--- What is required ---
For the word "unique", count the lines in the records below that include it and give only that number.
** Data shown follows **
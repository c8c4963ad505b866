// Typed access to the per-farm working state kept in the local key-value
// table.

use std::sync::Arc;

use anyhow::Result;
use chrono::NaiveDate;
use tracing::debug;

use super::sqlite::SqliteStore;
use crate::diagnosis::DiagnosisSheet;
use crate::fields::FieldValues;
use crate::interview::InterviewLog;
use crate::plan::{ConsultingPlan, FinalReport};
use crate::report::GeneratedReport;
use crate::wizard::{DataStep, FarmRecords};

/// State key layout. Every key embeds the farm (or session) id so a farm's
/// state can be enumerated and removed with it.
pub mod keys {
    use crate::wizard::DataStep;

    pub fn interview(farm_id: &str) -> String {
        format!("interview_{farm_id}")
    }

    pub fn consulting_date(farm_id: &str) -> String {
        format!("consulting_date_{farm_id}")
    }

    pub fn step_data(farm_id: &str, step: DataStep) -> String {
        format!("data_{farm_id}_{}", step.slug())
    }

    pub fn diagnosis(farm_id: &str) -> String {
        format!("diagnosis_{farm_id}")
    }

    pub fn plan(farm_id: &str) -> String {
        format!("plan_{farm_id}")
    }

    pub fn final_report(farm_id: &str) -> String {
        format!("final_report_{farm_id}")
    }

    pub fn session_report(consulting_id: &str) -> String {
        format!("report_{consulting_id}")
    }

    pub fn latest_report(farm_id: &str) -> String {
        format!("report_{farm_id}_latest")
    }

    /// Every farm-scoped key (session reports are listed separately since
    /// they are keyed by session).
    pub fn all_for_farm(farm_id: &str) -> Vec<String> {
        let mut keys = vec![
            interview(farm_id),
            consulting_date(farm_id),
            diagnosis(farm_id),
            plan(farm_id),
            final_report(farm_id),
            latest_report(farm_id),
        ];
        keys.extend(DataStep::ALL.iter().map(|s| step_data(farm_id, *s)));
        keys
    }
}

/// Per-farm working state over the shared SQLite database.
#[derive(Clone)]
pub struct StateStore {
    db: Arc<SqliteStore>,
}

impl StateStore {
    pub fn new(db: Arc<SqliteStore>) -> Self {
        Self { db }
    }

    // -- interview ----------------------------------------------------------

    /// The saved interview, or an empty log.
    pub fn interview(&self, farm_id: &str) -> Result<InterviewLog> {
        Ok(self.db.load_json(&keys::interview(farm_id))?.unwrap_or_default())
    }

    pub fn save_interview(&self, farm_id: &str, log: &InterviewLog) -> Result<()> {
        self.db.save_json(&keys::interview(farm_id), log)
    }

    // -- consulting date ----------------------------------------------------

    pub fn consulting_date(&self, farm_id: &str) -> Result<Option<NaiveDate>> {
        self.db.load_json(&keys::consulting_date(farm_id))
    }

    pub fn save_consulting_date(&self, farm_id: &str, date: NaiveDate) -> Result<()> {
        self.db.save_json(&keys::consulting_date(farm_id), &date)
    }

    // -- wizard -------------------------------------------------------------

    pub fn step_data(&self, farm_id: &str, step: DataStep) -> Result<Option<FieldValues>> {
        self.db.load_json(&keys::step_data(farm_id, step))
    }

    /// Store one step. An empty record removes the step instead.
    pub fn save_step_data(&self, farm_id: &str, step: DataStep, values: &FieldValues) -> Result<()> {
        let key = keys::step_data(farm_id, step);
        if values.is_empty() {
            return self.db.delete_state(&[key]);
        }
        self.db.save_json(&key, values)
    }

    pub fn records(&self, farm_id: &str) -> Result<FarmRecords> {
        let mut records = FarmRecords::default();
        for step in DataStep::ALL {
            if let Some(values) = self.step_data(farm_id, step)? {
                records.insert(step, values);
            }
        }
        Ok(records)
    }

    // -- diagnosis / plan / final report -------------------------------------

    pub fn diagnosis(&self, farm_id: &str) -> Result<Option<DiagnosisSheet>> {
        self.db.load_json(&keys::diagnosis(farm_id))
    }

    pub fn save_diagnosis(&self, farm_id: &str, sheet: &DiagnosisSheet) -> Result<()> {
        self.db.save_json(&keys::diagnosis(farm_id), sheet)
    }

    pub fn plan(&self, farm_id: &str) -> Result<Option<ConsultingPlan>> {
        self.db.load_json(&keys::plan(farm_id))
    }

    pub fn save_plan(&self, farm_id: &str, plan: &ConsultingPlan) -> Result<()> {
        self.db.save_json(&keys::plan(farm_id), plan)
    }

    pub fn final_report(&self, farm_id: &str) -> Result<Option<FinalReport>> {
        self.db.load_json(&keys::final_report(farm_id))
    }

    pub fn save_final_report(&self, farm_id: &str, report: &FinalReport) -> Result<()> {
        self.db.save_json(&keys::final_report(farm_id), report)
    }

    // -- reports ------------------------------------------------------------

    /// Stored report for a session, or the farm's latest unattached report
    /// when `consulting_id` is `None`.
    pub fn report(&self, farm_id: &str, consulting_id: Option<&str>) -> Result<Option<GeneratedReport>> {
        self.db.load_json(&report_key(farm_id, consulting_id))
    }

    pub fn save_report(
        &self,
        farm_id: &str,
        consulting_id: Option<&str>,
        report: &GeneratedReport,
    ) -> Result<()> {
        self.db.save_json(&report_key(farm_id, consulting_id), report)
    }

    pub fn delete_session_report(&self, consulting_id: &str) -> Result<()> {
        self.db.delete_state(&[keys::session_report(consulting_id)])
    }

    /// Remove all state belonging to a farm, including the reports of the
    /// given sessions.
    pub fn clear_farm(&self, farm_id: &str, consulting_ids: &[String]) -> Result<()> {
        let mut keys = keys::all_for_farm(farm_id);
        keys.extend(consulting_ids.iter().map(|id| keys::session_report(id)));
        debug!("clearing {} state keys for farm {farm_id}", keys.len());
        self.db.delete_state(&keys)
    }
}

fn report_key(farm_id: &str, consulting_id: Option<&str>) -> String {
    match consulting_id {
        Some(id) => keys::session_report(id),
        None => keys::latest_report(farm_id),
    }
}
//! Grammars of a whole directory release

use crate::archive::SpecificationArchive;
use crate::definitions::Definitions;
use crate::message::MessageReader;
use crate::options::ReaderOptions;
use crate::{Error, Result};
use edi_grammar::envelope::{NAMESPACE_ROOT, group_control_segments, interchange_envelope};
use edi_grammar::{Description, Edimap, SegmentDictionary};
use serde::Serialize;
use std::collections::BTreeMap;
use tracing::{debug, info, warn};

/// Interchange type handled by the generated grammars
pub const INTERCHANGE_TYPE: &str = "UNEDIFACT";

/// Name of the pseudo-message holding the segment definitions
pub const DEFINITIONS_NAME: &str = "__modelset_definitions";

pub const DEFINITIONS_VERSION: &str = "local";

pub const MESSAGE_BINDING_CONFIG: &str =
    "/org/milyn/edi/unedifact/model/r41/bindings/unedifact-message.xml";

pub const INTERCHANGE_BINDING_CONFIG: &str =
    "/org/milyn/edi/unedifact/model/r41/bindings/unedifact-interchange.xml";

/// Static description of the interchanges the grammars belong to
#[derive(Debug, Clone, PartialEq, Eq, Serialize)]
pub struct InterchangeProperties {
    pub interchange_type: String,
    pub message_binding_config: String,
    pub interchange_binding_config: String,
}

impl Default for InterchangeProperties {
    fn default() -> Self {
        Self {
            interchange_type: INTERCHANGE_TYPE.to_string(),
            message_binding_config: MESSAGE_BINDING_CONFIG.to_string(),
            interchange_binding_config: INTERCHANGE_BINDING_CONFIG.to_string(),
        }
    }
}

impl InterchangeProperties {
    /// Properties as `key -> value` pairs
    pub fn to_map(&self) -> BTreeMap<&'static str, &str> {
        BTreeMap::from([
            ("interchange.type", self.interchange_type.as_str()),
            ("message.binding.config", self.message_binding_config.as_str()),
            (
                "interchange.binding.config",
                self.interchange_binding_config.as_str(),
            ),
        ])
    }
}

/// The definitions grammar together with a set of message grammars, with
/// duplicate sibling tags made unique
#[derive(Debug, Clone, PartialEq, Eq, Serialize)]
pub struct EdiDirectory {
    pub common: Edimap,
    pub messages: Vec<Edimap>,
}

impl EdiDirectory {
    pub fn message(&self, name: &str) -> Option<&Edimap> {
        self.messages.iter().find(|m| m.name() == name)
    }
}

/// Entry point over one directory release.
///
/// The segment definitions are read once, on construction. Message grammars
/// are parsed on every request and never cached; the reader holds no mutable
/// state and can serve lookups from several threads.
#[derive(Debug)]
pub struct SpecificationReader {
    options: ReaderOptions,
    definitions: Edimap,
    segments: SegmentDictionary,
    messages: BTreeMap<String, Vec<u8>>,
    version: Option<String>,
}

impl SpecificationReader {
    pub fn new(archive: SpecificationArchive, options: ReaderOptions) -> Result<Self> {
        let version = archive.directory_version()?.map(str::to_string);

        let definitions = Definitions::from_bytes(
            archive.data_elements()?,
            archive.composites()?,
            archive.segments()?,
        )?;

        let mut root = definitions.segment_group(options.use_short_name);
        for segment in group_control_segments() {
            root.push(segment);
        }
        let envelope = interchange_envelope(options.use_short_name)?;
        root.children.extend(envelope.segments.children);

        let mut description = Description::new(DEFINITIONS_NAME, DEFINITIONS_VERSION);
        if let Some(version) = &version {
            description =
                description.with_namespace(format!("{}:un:{}:common", NAMESPACE_ROOT, version));
        }
        let definitions = Edimap::new(description, root);
        let segments = SegmentDictionary::from_group(&definitions.segments);

        let messages = archive.into_messages();
        info!(
            "Directory {} has {} segment definitions and {} messages",
            version.as_deref().unwrap_or("(unversioned)"),
            segments.len(),
            messages.len()
        );

        Ok(Self {
            options,
            definitions,
            segments,
            messages,
            version,
        })
    }

    /// Read a release archive
    pub fn from_zip(bytes: &[u8], options: ReaderOptions) -> Result<Self> {
        Self::new(SpecificationArchive::from_zip(bytes)?, options)
    }

    pub fn options(&self) -> &ReaderOptions {
        &self.options
    }

    /// Directory version of the release (`d08a`), when it has messages
    pub fn directory_version(&self) -> Option<&str> {
        self.version.as_deref()
    }

    /// The definitions pseudo-message name followed by every message name.
    /// Names are unique.
    pub fn message_names(&self) -> Vec<String> {
        std::iter::once(DEFINITIONS_NAME.to_string())
            .chain(self.messages.keys().cloned())
            .collect()
    }

    /// Segment definitions, group control segments and interchange envelope
    pub fn definition_model(&self) -> &Edimap {
        &self.definitions
    }

    /// Grammar for `name`: the definitions model, or a freshly parsed message
    pub fn mapping_model(&self, name: &str) -> Result<Edimap> {
        if name == self.definitions.name() {
            return Ok(self.definitions.clone());
        }

        let document = self
            .messages
            .get(name)
            .ok_or_else(|| Error::UnknownMessage(name.to_string()))?;
        debug!("Parsing message {}", name);
        let message = self.message_reader().read_bytes(document)?;
        Ok(message.edimap)
    }

    fn message_reader(&self) -> MessageReader<'_> {
        let reader = if self.options.use_import {
            MessageReader::with_import(DEFINITIONS_NAME)
        } else {
            MessageReader::with_dictionary(&self.segments)
        };
        reader.use_short_name(self.options.use_short_name)
    }

    pub fn interchange_properties(&self) -> InterchangeProperties {
        InterchangeProperties::default()
    }

    /// The definitions grammar and the message grammars named in `include`,
    /// or every message grammar when `include` is empty. Documents in the
    /// message directory that are not messages are left out.
    pub fn edi_directory(&self, include: &[&str]) -> Result<EdiDirectory> {
        let mut common = self.definitions.clone();
        common.segments.disambiguate_tags();

        let mut messages = Vec::new();
        for name in self.messages.keys() {
            if !include.is_empty() && !include.contains(&name.as_str()) {
                continue;
            }
            let mut model = match self.mapping_model(name) {
                Ok(model) => model,
                Err(Error::NotAMessage(reason)) => {
                    warn!("Leaving {} out of the directory: {}", name, reason);
                    continue;
                }
                Err(e) => return Err(e),
            };
            model.segments.disambiguate_tags();
            messages.push(model);
        }

        info!("Built directory with {} message grammars", messages.len());
        Ok(EdiDirectory { common, messages })
    }
}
** End of Data shown **
--- Result for this task ---
2